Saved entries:
=== Begin Enclosure ===
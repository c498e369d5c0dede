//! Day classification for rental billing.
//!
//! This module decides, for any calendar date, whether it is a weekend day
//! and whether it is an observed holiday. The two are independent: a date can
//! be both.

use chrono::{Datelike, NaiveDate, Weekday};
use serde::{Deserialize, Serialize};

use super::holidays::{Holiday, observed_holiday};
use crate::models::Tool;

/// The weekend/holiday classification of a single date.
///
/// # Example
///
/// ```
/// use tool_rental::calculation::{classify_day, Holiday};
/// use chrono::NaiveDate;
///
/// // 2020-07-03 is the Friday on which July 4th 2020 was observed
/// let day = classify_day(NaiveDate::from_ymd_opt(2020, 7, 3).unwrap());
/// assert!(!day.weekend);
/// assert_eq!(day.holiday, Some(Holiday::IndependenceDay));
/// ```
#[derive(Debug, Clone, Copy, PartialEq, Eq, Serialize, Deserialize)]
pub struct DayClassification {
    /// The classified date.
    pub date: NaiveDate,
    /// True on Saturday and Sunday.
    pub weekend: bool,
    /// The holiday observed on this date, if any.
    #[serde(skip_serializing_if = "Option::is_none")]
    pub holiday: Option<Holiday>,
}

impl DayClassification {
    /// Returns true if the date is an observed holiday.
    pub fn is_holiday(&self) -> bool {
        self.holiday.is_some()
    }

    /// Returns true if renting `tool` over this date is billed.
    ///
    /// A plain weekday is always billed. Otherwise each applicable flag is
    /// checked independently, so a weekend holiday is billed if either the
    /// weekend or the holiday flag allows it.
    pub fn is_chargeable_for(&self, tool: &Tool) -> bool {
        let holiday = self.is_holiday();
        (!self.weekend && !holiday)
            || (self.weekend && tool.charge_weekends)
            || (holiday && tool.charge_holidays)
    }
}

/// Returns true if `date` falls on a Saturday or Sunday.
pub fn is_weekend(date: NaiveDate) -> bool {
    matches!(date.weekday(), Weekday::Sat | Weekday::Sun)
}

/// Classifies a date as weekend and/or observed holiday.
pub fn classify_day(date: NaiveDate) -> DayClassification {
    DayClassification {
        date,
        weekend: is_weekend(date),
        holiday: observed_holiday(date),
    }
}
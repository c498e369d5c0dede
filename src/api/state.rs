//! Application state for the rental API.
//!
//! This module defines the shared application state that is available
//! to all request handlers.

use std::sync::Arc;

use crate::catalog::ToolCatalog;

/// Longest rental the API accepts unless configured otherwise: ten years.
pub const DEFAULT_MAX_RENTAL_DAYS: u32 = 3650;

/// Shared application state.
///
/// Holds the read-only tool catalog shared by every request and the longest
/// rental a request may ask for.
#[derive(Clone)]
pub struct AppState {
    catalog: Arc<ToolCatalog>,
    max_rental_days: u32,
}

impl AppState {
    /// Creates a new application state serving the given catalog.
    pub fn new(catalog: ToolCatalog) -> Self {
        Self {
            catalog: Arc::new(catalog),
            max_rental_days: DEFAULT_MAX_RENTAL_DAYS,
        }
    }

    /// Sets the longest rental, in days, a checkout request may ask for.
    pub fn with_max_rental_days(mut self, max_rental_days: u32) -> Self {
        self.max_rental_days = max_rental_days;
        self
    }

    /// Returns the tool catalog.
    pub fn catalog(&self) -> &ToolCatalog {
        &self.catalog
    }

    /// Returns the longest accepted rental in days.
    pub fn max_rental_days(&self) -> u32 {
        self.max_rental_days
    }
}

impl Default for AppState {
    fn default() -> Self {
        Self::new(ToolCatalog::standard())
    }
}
=== End Enclosure ===
EXERCISE AIM:
Output the records in full, keeping them exactly as they are.

RESPONSE BELOW:
repository c498e369d5c0dede
//! Day classification for rental billing.
//!
//! This module decides, for any calendar date, whether it is a weekend day
//! and whether it is an observed holiday. The two are independent: a date can
//! be both.

use chrono::{Datelike, NaiveDate, Weekday};
use serde::{Deserialize, Serialize};

use super::holidays::{Holiday, observed_holiday};
use crate::models::Tool;

/// The weekend/holiday classification of a single date.
///
/// # Example
///
/// ```
/// use tool_rental::calculation::{classify_day, Holiday};
/// use chrono::NaiveDate;
///
/// // 2020-07-03 is the Friday on which July 4th 2020 was observed
/// let day = classify_day(NaiveDate::from_ymd_opt(2020, 7, 3).unwrap());
/// assert!(!day.weekend);
/// assert_eq!(day.holiday, Some(Holiday::IndependenceDay));
/// ```
#[derive(Debug, Clone, Copy, PartialEq, Eq, Serialize, Deserialize)]
pub struct DayClassification {
    /// The classified date.
    pub date: NaiveDate,
    /// True on Saturday and Sunday.
    pub weekend: bool,
    /// The holiday observed on this date, if any.
    #[serde(skip_serializing_if = "Option::is_none")]
    pub holiday: Option<Holiday>,
}

impl DayClassification {
    /// Returns true if the date is an observed holiday.
    pub fn is_holiday(&self) -> bool {
        self.holiday.is_some()
    }

    /// Returns true if renting `tool` over this date is billed.
    ///
    /// A plain weekday is always billed. Otherwise each applicable flag is
    /// checked independently, so a weekend holiday is billed if either the
    /// weekend or the holiday flag allows it.
    pub fn is_chargeable_for(&self, tool: &Tool) -> bool {
        let holiday = self.is_holiday();
        (!self.weekend && !holiday)
            || (self.weekend && tool.charge_weekends)
            || (holiday && tool.charge_holidays)
    }
}

/// Returns true if `date` falls on a Saturday or Sunday.
pub fn is_weekend(date: NaiveDate) -> bool {
    matches!(date.weekday(), Weekday::Sat | Weekday::Sun)
}

/// Classifies a date as weekend and/or observed holiday.
pub fn classify_day(date: NaiveDate) -> DayClassification {
    DayClassification {
        date,
        weekend: is_weekend(date),
        holiday: observed_holiday(date),
    }
}
repository c498e369d5c0dede
filename src/api/state.rs
//! Application state for the rental API.
//!
//! This module defines the shared application state that is available
//! to all request handlers.

use std::sync::Arc;

use crate::catalog::ToolCatalog;

/// Longest rental the API accepts unless configured otherwise: ten years.
pub const DEFAULT_MAX_RENTAL_DAYS: u32 = 3650;

/// Shared application state.
///
/// Holds the read-only tool catalog shared by every request and the longest
/// rental a request may ask for.
#[derive(Clone)]
pub struct AppState {
    catalog: Arc<ToolCatalog>,
    max_rental_days: u32,
}

impl AppState {
    /// Creates a new application state serving the given catalog.
    pub fn new(catalog: ToolCatalog) -> Self {
        Self {
            catalog: Arc::new(catalog),
            max_rental_days: DEFAULT_MAX_RENTAL_DAYS,
        }
    }

    /// Sets the longest rental, in days, a checkout request may ask for.
    pub fn with_max_rental_days(mut self, max_rental_days: u32) -> Self {
        self.max_rental_days = max_rental_days;
        self
    }

    /// Returns the tool catalog.
    pub fn catalog(&self) -> &ToolCatalog {
        &self.catalog
    }

    /// Returns the longest accepted rental in days.
    pub fn max_rental_days(&self) -> u32 {
        self.max_rental_days
    }
}

impl Default for AppState {
    fn default() -> Self {
        Self::new(ToolCatalog::standard())
    }
}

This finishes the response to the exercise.